#### What the task asks:
Scan the data below and state how many of its lines contain the word "self", giving only the figure.

#### Stored data entries:
****************************************
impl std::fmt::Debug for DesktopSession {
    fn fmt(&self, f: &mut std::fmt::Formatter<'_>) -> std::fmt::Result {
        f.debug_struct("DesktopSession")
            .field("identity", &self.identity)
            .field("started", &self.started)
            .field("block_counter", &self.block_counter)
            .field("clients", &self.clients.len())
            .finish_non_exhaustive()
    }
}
****************************************
#### Exercise response:
5